In an economy where companies are cutting staff, it's a counter-cyclical approach that has been delivering results.
Based in Melbourne, Sydney and Canberra, Frontline has increased staff 10 percent across the board over the past 12 months in areas such as sales, pre sales, service delivery and project management. The company now employs 130 and it is growing.
Ironically, the downturn has helped generate the growth in numbers. In cases where global vendors have shed staff numbers, Frontline has moved in and picked up the spoils. The company uses its own networks of colleagues and associates to recruit.
Frontline's general manager for professional services, Michael Chanter, says: "There have been some fairly broad brush decisions made about divisions. Those type of decisions don't tend to be terribly focused and sometimes that means they do lose good people.
"That's been one area where we have been opportunistic where those people have become available, through no fault of their own. We have picked up quite a few good people that way over the last 12 months."
Chanter says that finding talent in this market is still hard. Just because there has been a shakeout does not mean the streets are filled with the skilled and brilliant.
"The key challenge is that there is a perception it is an employers' market place but I would suggest that there is still a challenge in finding quality people," he says.
"In fact, I still believe that a lot of businesses are holding on to their quality people and they can afford to do that."
Chanter says Frontline's recruitment drive uses its own networks of professional associates, more than head hunters and job boards.
It's an approach, he says, that ensures the recruits are a good fit. Frontline has next to no attrition.
"Many of those people are very well known to us, in fact there are very few people who wouldn't be," Chanter says.
"We do advertise externally as we'll put an ad on SEEK but we don't tend to find that overly successful," he says. "We do use recruiters but the minority of our people would come that way.
"The majority come from the known network. They haven't been headhunted. They are just people who are known to us who have become casualties of the global situation and we have been lucky enough to pick them up."
If, for example, the company is looking for a project manager, Chanter will pop in to see the project managers and find out if they have heard of anyone looking for work, or thinking of taking up a new job somewhere else.
Frontline also recruits internally. Positions are advertised inside the company and people step forward.
It also makes extensive use of staff referrals. Chanter says that has also been a successful recruitment tool.
"We have found that over time, our success rate has been higher with that," he says. "People won't recommend other people unless they have a good level of comfort around the likelihood they're going to work.

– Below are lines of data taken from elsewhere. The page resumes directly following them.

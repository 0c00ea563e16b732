//! On-device face detection.
//!
//! Detection runs through a [`ModelHandle`], a cheap cloneable capability that
//! loads its model lazily, at most once, on first use. A failed load is logged
//! once and every later detection reports "no faces"; it is never retried.
//!
//! ## Quick Start
//!
//! ```no_run
//! use smartfill_core::face::ModelHandle;
//!
//! let handle = ModelHandle::process_default(None);
//! let pixels = image::RgbImage::new(300, 200);
//! let faces = handle.detect(&pixels);
//! println!("faces: {}", faces.face_count);
//! ```

mod skin;

pub use skin::{SkinDetectorParams, SkinToneDetector};

use std::fmt;
use std::path::{Path, PathBuf};
use std::sync::{Arc, OnceLock};

use image::RgbImage;
use tracing::{info, warn};

use crate::error::Result;
use crate::model::{FaceBox, FaceDetection};

/// A face detector operating on analysis-resolution RGB pixels.
///
/// Implementations must run fully on-device and be thread-safe.
pub trait FaceModel: Send + Sync {
    /// Bounding boxes of detected faces, in the coordinate space of `pixels`.
    fn detect(&self, pixels: &RgbImage) -> Vec<FaceBox>;
}

type ModelLoader = dyn Fn() -> Result<Arc<dyn FaceModel>> + Send + Sync;

/// Lazily-loaded face model capability.
///
/// Clones share the same load slot, so a model is loaded at most once no
/// matter how many analyzers hold the handle.
#[derive(Clone)]
pub struct ModelHandle {
    /// `None` for handles whose slot is filled at construction.
    loader: Option<Arc<ModelLoader>>,
    slot: Arc<OnceLock<Option<Arc<dyn FaceModel>>>>,
}

impl ModelHandle {
    /// Create a handle that runs `loader` on first use.
    pub fn lazy<F>(loader: F) -> Self
    where
        F: Fn() -> Result<Arc<dyn FaceModel>> + Send + Sync + 'static,
    {
        Self {
            loader: Some(Arc::new(loader)),
            slot: Arc::new(OnceLock::new()),
        }
    }

    /// Wrap an already-constructed model.
    pub fn with_model(model: Arc<dyn FaceModel>) -> Self {
        Self::preloaded(Some(model))
    }

    /// A handle whose model is permanently unavailable.
    pub fn unavailable() -> Self {
        Self::preloaded(None)
    }

    fn preloaded(model: Option<Arc<dyn FaceModel>>) -> Self {
        Self {
            loader: None,
            slot: Arc::new(OnceLock::from(model)),
        }
    }

    /// Handle for the built-in skin tone detector.
    pub fn skin_tone(params_path: Option<PathBuf>) -> Self {
        Self::lazy(move || {
            let detector = SkinToneDetector::load(params_path.as_deref())?;
            Ok(Arc::new(detector) as Arc<dyn FaceModel>)
        })
    }

    /// The process-wide built-in detector handle.
    ///
    /// The first caller's `params_path` wins; later calls share that handle.
    pub fn process_default(params_path: Option<&Path>) -> Self {
        static DEFAULT: OnceLock<ModelHandle> = OnceLock::new();
        DEFAULT
            .get_or_init(|| Self::skin_tone(params_path.map(Path::to_path_buf)))
            .clone()
    }

    /// True once a model has loaded successfully. Never triggers a load.
    pub fn ready(&self) -> bool {
        matches!(self.slot.get(), Some(Some(_)))
    }

    /// Run detection, loading the model first if needed.
    pub fn detect(&self, pixels: &RgbImage) -> FaceDetection {
        match self.model() {
            Some(model) => FaceDetection::from_faces(model.detect(pixels)),
            None => FaceDetection::none(),
        }
    }

    fn model(&self) -> Option<&Arc<dyn FaceModel>> {
        self.slot
            .get_or_init(|| match self.loader.as_ref().map(|load| load()) {
                None => None,
                Some(Ok(model)) => {
                    info!("Face detection model loaded");
                    Some(model)
                }
                Some(Err(e)) => {
                    warn!(error = %e, "Face detection model failed to load, faces will be ignored");
                    None
                }
            })
            .as_ref()
    }
}

impl fmt::Debug for ModelHandle {
    fn fmt(&self, f: &mut fmt::Formatter<'_>) -> fmt::Result {
        let state = match self.slot.get() {
            None => "unloaded",
            Some(Some(_)) => "ready",
            Some(None) => "unavailable",
        };
        f.debug_struct("ModelHandle").field("state", &state).finish()
    }
}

"The way we look at it is that you can go to SEEK and get 1000 people; you can go to a recruiter and get maybe 10. But do they provide any better filtering beyond that in terms of the fit to your culture and needs?
"I think people who work in the environment are the best people to do that. On average, they understand their colleagues and they understand the environment and they are able to see the match."
He says the company has discussed formalising the process, and perhaps even paying staff a referral fee for every person selected. "If we got to a point where we couldn't find the right people, having an internal referral fee we would be happy to do," he says.
Grooming and incentives, he says, is very much around creating proper career paths. He says this is even more critical than money.
"The thing that I find is that high performers are motivated more by achievement than money," he says.
"Definitely you need to compensate so they don't feel it is inequitable, but beyond that, it's the ability to contribute which really motivates people. Career progression is a reflection of that, rather than being the end goal. People don't desire to be in A or B, they just aspire to do the work that comes with that.
"What I like to do is to present people with opportunities to achieve something, so whether it be gaining expertise in technology or deliver a project and reward them accordingly.
"If people are given a given a really good opportunity to achieve and then are rewarded for what they achieve then that's what most people are after.
"We have had virtually no attrition on that basis.
"The greatest challenge is to hang on to people by assuring them they are sufficiently challenged. I don't think it is about money, I think it is certainly about job security but even so, good people are always in demand. So you have to present them with something that they find stimulating."